For example activities numbered 8.4 and 8.5 whereby the DISASTER CO-ORDINATION TEAM must “obtain briefings on recommended protective actions as appropriate” from the SHIFT MANAGER AND/OR KOEBERG EMERGENCY CONTROLLER and then “implement protective actions as appropriate”.

This simply means that a manager will tell the team what to do – they must perform “protective actions”.  But just what these protective actions might be is not specified. It calls into question whether this document is a plan at all.

Conclusion

Perhaps the best lesson that South Africa can learn from Japan is that the ‘once in a million years’ claim by the nuclear industry is obviously false, and Koeberg should be shut down before it melts down.

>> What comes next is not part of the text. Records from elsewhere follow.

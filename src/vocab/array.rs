//! Array keywords.
use std::collections::BTreeSet;

use serde_json::Value;

use crate::compile::{Evaluated, Items, KeywordCx, KwError, PathSeg, Props, Sub};
use crate::error::CompileError;
use crate::ir::{BinOp, Builtin, Expr, and, bin, not};
use crate::options::Draft;
use crate::types::TypeSet;
use crate::vocab::KeywordDefinition;

pub(crate) fn definitions() -> Vec<KeywordDefinition> {
    let count = |keyword: &'static str, fails: BinOp, comparison: &'static str| {
        KeywordDefinition::code(&[keyword], move |cx| item_count(cx, fails, comparison))
            .types(TypeSet::ARRAY)
            .schema_type(TypeSet::NUMBER)
            .data()
    };
    let schema = TypeSet::OBJECT | TypeSet::BOOLEAN;
    vec![
        count("maxItems", BinOp::Gt, "more"),
        count("minItems", BinOp::Lt, "fewer"),
        KeywordDefinition::code(&["uniqueItems"], unique_items)
            .types(TypeSet::ARRAY)
            .schema_type(TypeSet::BOOLEAN)
            .data(),
        KeywordDefinition::code(&["prefixItems"], prefix_items).types(TypeSet::ARRAY).schema_type(TypeSet::ARRAY),
        KeywordDefinition::code(&["items"], items).types(TypeSet::ARRAY).schema_type(schema | TypeSet::ARRAY),
        KeywordDefinition::code(&["additionalItems"], additional_items).types(TypeSet::ARRAY).schema_type(schema),
        KeywordDefinition::code(&["contains"], contains).types(TypeSet::ARRAY).schema_type(schema),
    ]
}

fn len(cx: &KeywordCx<'_, '_>) -> Expr {
    Expr::call(Builtin::Len, vec![cx.data()])
}

fn item_count(cx: &mut KeywordCx<'_, '_>, fails: BinOp, comparison: &str) -> Result<(), CompileError> {
    let limit = cx.schema_code();
    let err = KwError::new(vec![
        Expr::str(format!("must NOT have {comparison} than ")),
        limit.clone(),
        Expr::str(" items"),
    ])
    .param("limit", limit.clone());
    cx.fail(bin(fails, len(cx), limit), err)
}

fn unique_items(cx: &mut KeywordCx<'_, '_>) -> Result<(), CompileError> {
    let found = if cx.is_data() {
        and(cx.schema_code(), Expr::call(Builtin::Duplicates, vec![cx.data()]))
    } else if cx.schema() == &Value::Bool(true) {
        Expr::call(Builtin::Duplicates, vec![cx.data()])
    } else {
        return Ok(());
    };
    let dup = cx.g.const_("dup", found)?;
    let i = Expr::from(&dup).prop(Expr::num(0));
    let j = Expr::from(&dup).prop(Expr::num(1));
    let err = KwError::new(vec![
        Expr::str("must NOT have duplicate items (items ## "),
        j.clone(),
        Expr::str(" and "),
        i.clone(),
        Expr::str(" are identical)"),
    ])
    .param("i", i)
    .param("j", j);
    cx.fail(Expr::from(&dup), err)
}

// ---- items ---- //

fn evaluated_items(items: Items) -> Evaluated {
    Evaluated { props: Props::Static(BTreeSet::new()), items }
}

/// Each schema checks the item at its index, when there is one.
fn tuple(cx: &mut KeywordCx<'_, '_>, schemas: &[Value]) -> Result<(), CompileError> {
    cx.merge_evaluated(evaluated_items(Items::Count(schemas.len())))?;
    let checked: Vec<(usize, &Value)> = schemas.iter().enumerate().filter(|(_, s)| !cx.always_valid(s)).collect();
    if checked.is_empty() {
        return Ok(());
    }
    let valid = cx.g.let_("valid", Some(Expr::TRUE))?;
    for (index, schema) in checked {
        cx.g.if_(bin(BinOp::Gt, len(cx), Expr::num(index as f64)));
        cx.subschema(Sub::at(schema, format!("/{index}")).prop(PathSeg::Index(index)), &valid)?;
        cx.g.end_if()?;
        cx.ok(Expr::from(&valid));
    }
    Ok(())
}

/// `schema` checks every item from index `start` on.
fn rest(cx: &mut KeywordCx<'_, '_>, schema: &Value, start: usize) -> Result<(), CompileError> {
    if !cx.always_valid(schema) {
        let valid = cx.g.let_("valid", Some(Expr::TRUE))?;
        let i = cx.g.for_range("i", Expr::num(start as f64), len(cx))?;
        cx.subschema(Sub::at(schema, "").prop(PathSeg::DynIndex(i)), &valid)?;
        if !cx.all_errors() {
            cx.g.if_(not(Expr::from(&valid)));
            cx.g.break_();
            cx.g.end_if()?;
        }
        cx.g.end_for()?;
        cx.ok(Expr::from(&valid));
    }
    cx.merge_evaluated(evaluated_items(Items::All))
}

fn prefix_items(cx: &mut KeywordCx<'_, '_>) -> Result<(), CompileError> {
    let Value::Array(schemas) = cx.schema() else { return Err(cx.invalid_value("an array of schemas")) };
    tuple(cx, schemas)
}

fn items(cx: &mut KeywordCx<'_, '_>) -> Result<(), CompileError> {
    match (cx.schema(), cx.draft()) {
        (Value::Array(_), Draft::Draft2020) => Err(cx.invalid_value("a schema (use prefixItems for tuples)")),
        (Value::Array(schemas), Draft::Draft7) => tuple(cx, schemas),
        (schema, draft) => {
            let start = match (draft, cx.sibling("prefixItems")) {
                (Draft::Draft2020, Some(Value::Array(prefix))) => prefix.len(),
                _ => 0,
            };
            rest(cx, schema, start)
        }
    }
}

fn additional_items(cx: &mut KeywordCx<'_, '_>) -> Result<(), CompileError> {
    let Some(Value::Array(tuple)) = cx.sibling("items") else {
        tracing::debug!(path = %cx.schema_path(), "additionalItems is ignored when items is not an array of schemas");
        return Ok(());
    };
    let n = tuple.len();
    let schema = cx.schema();
    if schema == &Value::Bool(false) {
        let err = KwError::new(format!("must NOT have more than {n} items")).param("limit", Expr::num(n as f64));
        cx.fail(bin(BinOp::Gt, len(cx), Expr::num(n as f64)), err)?;
        return cx.merge_evaluated(evaluated_items(Items::All));
    }
    rest(cx, schema, n)
}

// ---- contains ---- //

fn contains_bound(cx: &KeywordCx<'_, '_>, keyword: &str) -> Result<Option<u64>, CompileError> {
    if cx.draft() == Draft::Draft7 {
        return Ok(None);
    }
    match cx.sibling(keyword) {
        None => Ok(None),
        Some(v) => v
            .as_u64()
            .map(Some)
            .ok_or_else(|| CompileError::invalid_value(keyword, &cx.it.schema_path, "a non-negative integer")),
    }
}

fn contains(cx: &mut KeywordCx<'_, '_>) -> Result<(), CompileError> {
    let min = contains_bound(cx, "minContains")?.unwrap_or(1);
    let max = contains_bound(cx, "maxContains")?;
    let err = match max {
        None => KwError::new(format!("must contain at least {min} valid item(s)"))
            .param("minContains", Expr::num(min as f64)),
        Some(max) => KwError::new(format!("must contain at least {min} and no more than {max} valid item(s)"))
            .param("minContains", Expr::num(min as f64))
            .param("maxContains", Expr::num(max as f64)),
    };
    if let Some(max) = max {
        if max < min {
            return Err(cx.invalid_value("used with maxContains >= minContains"));
        }
    }
    let within = |count: Expr| {
        let above_min = bin(BinOp::Ge, count.clone(), Expr::num(min as f64));
        match max {
            Some(max) => and(above_min, bin(BinOp::Le, count, Expr::num(max as f64))),
            None => above_min,
        }
    };

    let schema = cx.schema();
    if cx.always_valid(schema) {
        return cx.pass(within(len(cx)), err);
    }
    if min == 0 && max.is_none() {
        return Ok(());
    }
    let errs = cx.errors_mark()?;
    let count = cx.g.let_("count", Some(Expr::num(0)))?;
    let valid = cx.g.let_("valid", Some(Expr::FALSE))?;
    let i = cx.g.for_range("i", Expr::num(0), len(cx))?;
    cx.subschema(Sub::at(schema, "").prop(PathSeg::DynIndex(i)).composite(), &valid)?;
    cx.g.if_(Expr::from(&valid));
    cx.g.assign(&count, bin(BinOp::Add, &count, Expr::num(1)));
    match max {
        None => {
            cx.g.if_(bin(BinOp::Ge, &count, Expr::num(min as f64)));
            cx.g.break_();
            cx.g.end_if()?;
        }
        Some(max) => {
            cx.g.if_(bin(BinOp::Gt, &count, Expr::num(max as f64)));
            cx.g.break_();
            cx.g.end_if()?;
        }
    }
    cx.g.end_if()?;
    cx.g.end_for()?;
    cx.g.assign(&valid, within(Expr::from(&count)));
    cx.result(Expr::from(&valid), err, Some(&errs))
}

#[cfg(test)]
mod tests {
    use crate::{Options, SchemaRegistry};
    use serde_json::json;

    #[test]
    fn item_counts() {
        let mut reg = SchemaRegistry::new();
        let v = reg.compile(json!({"minItems": 1, "maxItems": 2})).unwrap();
        assert!(v.is_valid(&json!([1])).unwrap());
        assert!(v.is_valid(&json!("not an array")).unwrap());
        assert_eq!(v.validate(&json!([])).unwrap().errors[0].message, "must NOT have fewer than 1 items");
        assert_eq!(v.validate(&json!([1, 2, 3])).unwrap().errors[0].params["limit"], json!(2));
    }

    #[test]
    fn unique_items_names_the_pair() {
        let mut reg = SchemaRegistry::new();
        let v = reg.compile(json!({"uniqueItems": true})).unwrap();
        assert!(v.is_valid(&json!([1, "1", {"a": 1}, {"a": 2}])).unwrap());
        let out = v.validate(&json!([1, 2, 1.0])).unwrap();
        assert_eq!(out.errors[0].message, "must NOT have duplicate items (items ## 2 and 0 are identical)");
        assert_eq!(out.errors[0].params["i"], json!(0));
        assert_eq!(out.errors[0].params["j"], json!(2));
        assert!(reg.compile(json!({"uniqueItems": false})).unwrap().is_valid(&json!([1, 1])).unwrap());
    }

    #[test]
    fn draft7_tuples_and_additional_items() {
        let mut reg = SchemaRegistry::new();
        let v = reg
            .compile(json!({"items": [{"type": "number"}, {"type": "string"}], "additionalItems": false}))
            .unwrap();
        assert!(v.is_valid(&json!([1])).unwrap());
        assert!(v.is_valid(&json!([1, "a"])).unwrap());
        let out = v.validate(&json!([1, 2])).unwrap();
        assert_eq!(out.errors[0].instance_path, "/1");
        assert_eq!(out.errors[0].schema_path, "#/items/1/type");
        let out = v.validate(&json!([1, "a", 3])).unwrap();
        assert_eq!(out.errors[0].message, "must NOT have more than 2 items");
    }

    #[test]
    fn items_schema_checks_every_item() {
        let mut reg = SchemaRegistry::with_options(Options { all_errors: true, ..Options::default() });
        let v = reg.compile(json!({"items": {"type": "integer"}})).unwrap();
        let out = v.validate(&json!([1, "a", 2, null])).unwrap();
        let paths: Vec<_> = out.errors.iter().map(|e| e.instance_path.as_str()).collect();
        assert_eq!(paths, ["/1", "/3"]);
    }

    #[test]
    fn draft2020_prefix_items() {
        let mut reg = SchemaRegistry::new();
        let v = reg
            .compile(json!({
                "$schema": "https://json-schema.org/draft/2020-12/schema",
                "prefixItems": [{"type": "string"}],
                "items": {"type": "number"}
            }))
            .unwrap();
        assert!(v.is_valid(&json!(["a", 1, 2])).unwrap());
        let out = v.validate(&json!(["a", 1, "b"])).unwrap();
        assert_eq!(out.errors[0].instance_path, "/2");
        assert_eq!(out.errors[0].schema_path, "#/items/type");
        assert!(
            reg.compile(json!({"$schema": "https://json-schema.org/draft/2020-12/schema", "items": [true]}))
                .is_err()
        );
    }

    #[test]
    fn contains_discards_item_errors_on_success() {
        let mut reg = SchemaRegistry::new();
        let v = reg.compile(json!({"contains": {"type": "string"}})).unwrap();
        let out = v.validate(&json!([1, "a"])).unwrap();
        assert!(out.valid);
        assert!(out.errors.is_empty());
        let out = v.validate(&json!([1, 2])).unwrap();
        let last = out.errors.last().unwrap();
        assert_eq!(last.keyword, "contains");
        assert_eq!(last.message, "must contain at least 1 valid item(s)");
    }

    #[test]
    fn min_and_max_contains() {
        let mut reg = SchemaRegistry::new();
        let v = reg
            .compile(json!({
                "$schema": "https://json-schema.org/draft/2020-12/schema",
                "contains": {"const": 1},
                "minContains": 2,
                "maxContains": 3
            }))
            .unwrap();
        assert!(!v.is_valid(&json!([1, 2])).unwrap());
        assert!(v.is_valid(&json!([1, 1, 2])).unwrap());
        assert!(!v.is_valid(&json!([1, 1, 1, 1])).unwrap());
        let out = v.validate(&json!([])).unwrap();
        assert_eq!(out.errors[0].message, "must contain at least 2 and no more than 3 valid item(s)");
        let params: Vec<_> = out.errors[0].params.keys().map(String::as_str).collect();
        assert_eq!(params, ["minContains", "maxContains"]);
    }
}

4 responses to “Eskom finally releases Koeberg ‘Emergency Plan’

  1. KOEBERG
    Shut it down
    before
    it melts down

    I can only assume that those pushing nuclear power are not fond of Earth, do not live anywhere near a nuclear power plant, and have organised themselves an alternative planet to take their kids to once they have exploited this one and left a radioactive mess for the surviving mutant cockroaches. Any accident spells disaster and no emergeny evacuation plan can be effective. There is no insurance cover if you lose our home or land to nuclear fall-out. The risks and costs are too great a burden for us hard-working tax-paying citizens to have to bear. Renewables like solar and wind are far cheaper anyway. And nuclear power is not even green, clean, or in any way healthy for anything. I cannot believe that this madness continues… that we are still fighting the NO NUKES battle 70 years on from the horrors of Hiroshima… Three Mile Island, Chernobyl and Fukushima notwithstanding!!!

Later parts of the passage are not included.